Ratchet jęknął, gdy kolejny trzask pioruna poniósł się echem po bazie. Nienawidził burz i większości rzeczy, jakie ta planeta miała do zaoferowania. Ponownie burknął, kiedy do tego zaczął padać deszcz.

Po kilku minutach usłyszał, jak jakaś ciężarówka wjechała do tunelu. Zerknął przez ramię, żeby zobaczyć kto to, a następnie wrócił do pracy. Optimus transformował się i podszedł do komputera, przy którym pracował jego przyjaciel. Medyk mógł stwierdzić, że lider był w lepszym humorze niż przed wyjściem z bazy.

-Jak tam dzień? - burknął Ratchet. Dźwięk kolejnego pioruna dał o sobie znać, niosąc się echem po bazie.

-Zaiste dobry, stary druhu. - Odpowiedział Optimus patrząc przez moment w głąb tunelu. -Czuję się jakbym odnowiły siły do walki za tych, którzy zamieszkują tę planetę, którą zwiemy domem. - Powiedział jak zwykle delikatnie się uśmiechając. Medyk spojrzał na lidera i uniósł brew.

-I to dzięki staniu w deszczu? - Zapytał ironicznie Ratchet. Optimus położył dłoń na jego barku i spojrzał na przyjaciela.

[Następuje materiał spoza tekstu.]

// ============================================================================
// Unit Tests
// ============================================================================

#[cfg(test)]
mod tests {
    use super::*;
    use crate::domain::money::Money;
    use crate::domain::order::{OrderItem, OrderState, OrderType};
    use crate::domain::product::Product;
    use crate::domain::store::Store;
    use crate::resolvers::price::MockPriceResolver;
    use crate::resolvers::DefaultOrderTypeResolver;
    use crate::splitting::StoreSelector;
    use crate::storage::{
        InMemoryOrderItemStorage, InMemoryOrderStorage, InMemoryOrderTypeStorage,
        InMemoryProductStorage, InMemoryShipmentStorage, InMemoryStoreStorage,
    };
    use rust_decimal_macros::dec;

    struct Fixture {
        orders: Arc<InMemoryOrderStorage>,
        order_items: Arc<InMemoryOrderItemStorage>,
        shipments: Arc<InMemoryShipmentStorage>,
        order_types: Arc<InMemoryOrderTypeStorage>,
        products: Arc<InMemoryProductStorage>,
        stores: Arc<InMemoryStoreStorage>,
    }

    impl Fixture {
        async fn new() -> Self {
            let fixture = Self {
                orders: Arc::new(InMemoryOrderStorage::new()),
                order_items: Arc::new(InMemoryOrderItemStorage::new()),
                shipments: Arc::new(InMemoryShipmentStorage::new()),
                order_types: Arc::new(InMemoryOrderTypeStorage::new()),
                products: Arc::new(InMemoryProductStorage::new()),
                stores: Arc::new(InMemoryStoreStorage::new()),
            };
            fixture
                .order_types
                .insert(OrderType {
                    id: "default".to_string(),
                    label: "Default".to_string(),
                    has_marketplace_reference: true,
                    number_pattern: None,
                })
                .await;
            fixture
        }

        fn service(&self, price_resolver: ChainPriceResolver) -> MarketplaceOrderService {
            let grouper = ItemGrouper::new(
                self.order_items.clone(),
                self.products.clone(),
                StoreSelector::new(self.stores.clone()),
                Arc::new(DefaultOrderTypeResolver::new("default")),
            );
            MarketplaceOrderService::new(
                self.orders.clone(),
                self.order_items.clone(),
                self.shipments.clone(),
                self.order_types.clone(),
                self.products.clone(),
                self.stores.clone(),
                grouper,
                CartProvider::new(self.orders.clone()),
                CartManager::new(self.orders.clone(), self.order_items.clone()),
                Arc::new(price_resolver),
                Arc::new(NumberPatternRegistry::new()),
            )
        }

        async fn placed_order_with_item(&self, store: &Store, item: OrderItem) -> Order {
            let mut order = Order::new_cart("marketplace", store.id, Uuid::new_v4());
            self.order_items.save(&item).await.unwrap();
            order.item_ids.push(item.id);
            order.state = OrderState::Placed;
            order.cart = false;
            order.placed_at = Some(chrono::Utc::now());
            self.orders.save(&order).await.unwrap();
            order
        }
    }

    #[tokio::test]
    async fn test_overridden_price_skips_resolution() {
        let fixture = Fixture::new().await;
        let store = Store::new("Acme Outdoors");
        fixture.stores.insert(store.clone()).await;

        let product = Product::new("Tent", vec![store.id], Money::new(dec!(120), "USD"));
        fixture.products.insert(product.clone()).await;

        let mut item = OrderItem::for_product(&product, dec!(2));
        item.override_unit_price(Money::new(dec!(80), "USD"));
        let order = fixture.placed_order_with_item(&store, item).await;

        // The resolver must never be consulted for an overridden price.
        let mut resolver = MockPriceResolver::new();
        resolver.expect_resolve().times(0);

        let service = fixture.service(ChainPriceResolver::new(vec![Arc::new(resolver)]));
        let sub_orders = service
            .create_sub_orders(
                &order,
                &SplitContext {
                    current_store_id: store.id,
                    current_user_id: order.customer_id,
                },
            )
            .await
            .unwrap();

        let sub = &sub_orders["Acme Outdoors"];
        let items = fixture.order_items.load_many(&sub.item_ids).await.unwrap();
        assert_eq!(items.len(), 1);
        assert_eq!(items[0].unit_price, Money::new(dec!(80), "USD"));
        assert!(items[0].unit_price_overridden);
    }

    #[tokio::test]
    async fn test_regular_price_is_re_resolved_with_sub_order_context() {
        let fixture = Fixture::new().await;
        let store = Store::new("Acme Outdoors");
        fixture.stores.insert(store.clone()).await;

        let product = Product::new("Tent", vec![store.id], Money::new(dec!(120), "USD"));
        fixture.products.insert(product.clone()).await;

        let item = OrderItem::for_product(&product, dec!(2));
        let order = fixture.placed_order_with_item(&store, item).await;

        let store_id = store.id;
        let mut resolver = MockPriceResolver::new();
        resolver
            .expect_resolve()
            .withf(move |_, quantity, context| {
                *quantity == dec!(2) && context.store_id == store_id
            })
            .times(1)
            .returning(|_, _, _| Ok(Some(Money::new(dec!(99), "USD"))));

        let service = fixture.service(ChainPriceResolver::new(vec![Arc::new(resolver)]));
        let sub_orders = service
            .create_sub_orders(
                &order,
                &SplitContext {
                    current_store_id: store.id,
                    current_user_id: order.customer_id,
                },
            )
            .await
            .unwrap();

        let sub = &sub_orders["Acme Outdoors"];
        let items = fixture.order_items.load_many(&sub.item_ids).await.unwrap();
        assert_eq!(items[0].unit_price, Money::new(dec!(99), "USD"));
        assert!(!items[0].unit_price_overridden);
    }

    #[tokio::test]
    async fn test_sub_order_type_without_reference_field_fails() {
        let fixture = Fixture::new().await;
        fixture
            .order_types
            .insert(OrderType {
                id: "default".to_string(),
                label: "Default".to_string(),
                has_marketplace_reference: false,
                number_pattern: None,
            })
            .await;

        let store = Store::new("Acme Outdoors");
        fixture.stores.insert(store.clone()).await;
        let product = Product::new("Tent", vec![store.id], Money::new(dec!(120), "USD"));
        fixture.products.insert(product.clone()).await;
        let item = OrderItem::for_product(&product, dec!(1));
        let order = fixture.placed_order_with_item(&store, item).await;

        let service = fixture.service(ChainPriceResolver::new(vec![]));
        let err = service
            .create_sub_orders(
                &order,
                &SplitContext {
                    current_store_id: store.id,
                    current_user_id: order.customer_id,
                },
            )
            .await
            .unwrap_err();
        assert!(matches!(
            err.downcast_ref::<SplitError>(),
            Some(SplitError::MissingMarketplaceReference(_))
        ));
    }

    #[tokio::test]
    async fn test_unplaced_order_is_rejected() {
        let fixture = Fixture::new().await;
        let store = Store::new("Acme Outdoors");
        fixture.stores.insert(store.clone()).await;

        let order = Order::new_cart("marketplace", store.id, Uuid::new_v4());
        let service = fixture.service(ChainPriceResolver::new(vec![]));
        let result = service
            .create_sub_orders(
                &order,
                &SplitContext {
                    current_store_id: store.id,
                    current_user_id: order.customer_id,
                },
            )
            .await;
        assert!(result.is_err());
    }
}
// ============================================================================
// Actors - Workflow Event Subscribers
// ============================================================================
//
// The order lifecycle reaches this crate through messages: placing a
// marketplace order fires `OrderPlaced`, which the subscriber turns into
// a split invocation.
//
// ============================================================================

mod order_placed;

pub use order_placed::{OrderPlaced, OrderPlacedSubscriber};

-Wiem, że wszystkim z nas ciężko jest się przyzwyczaić do tej planety, ale póki co, musimy robić, co w naszej mocy. - Ciepło powiedział lider.

-Cóż, ona nigdy nie zastąpi nam Cybertronu. - Mruknął medyk, gdy echo kolejnego pioruna przetoczyło się przez kwaterę.

-Nie, nie zastąpi. - Przyznał Optimus i odszedł. -Ale Ziemia służy za dobry dom, gdy jest się z dala od domu. - Powiedział przed opuszczeniem pomieszczenia. Medyk spojrzał na ekran i przysłuchiwał się kroplom deszczu uderzającym w dach bazy. Sapnął i wrócił do pracy przy komputerze.

~

Kolejnego dnia 

Optimus analizował Iacońskie archiwa, próbując rozszyfrować część plików. Po kilku minutach komputer bipnął, a lider zwęził optyki, patrząc na to, co odkodował. Ten relikt nie był mu znajomy.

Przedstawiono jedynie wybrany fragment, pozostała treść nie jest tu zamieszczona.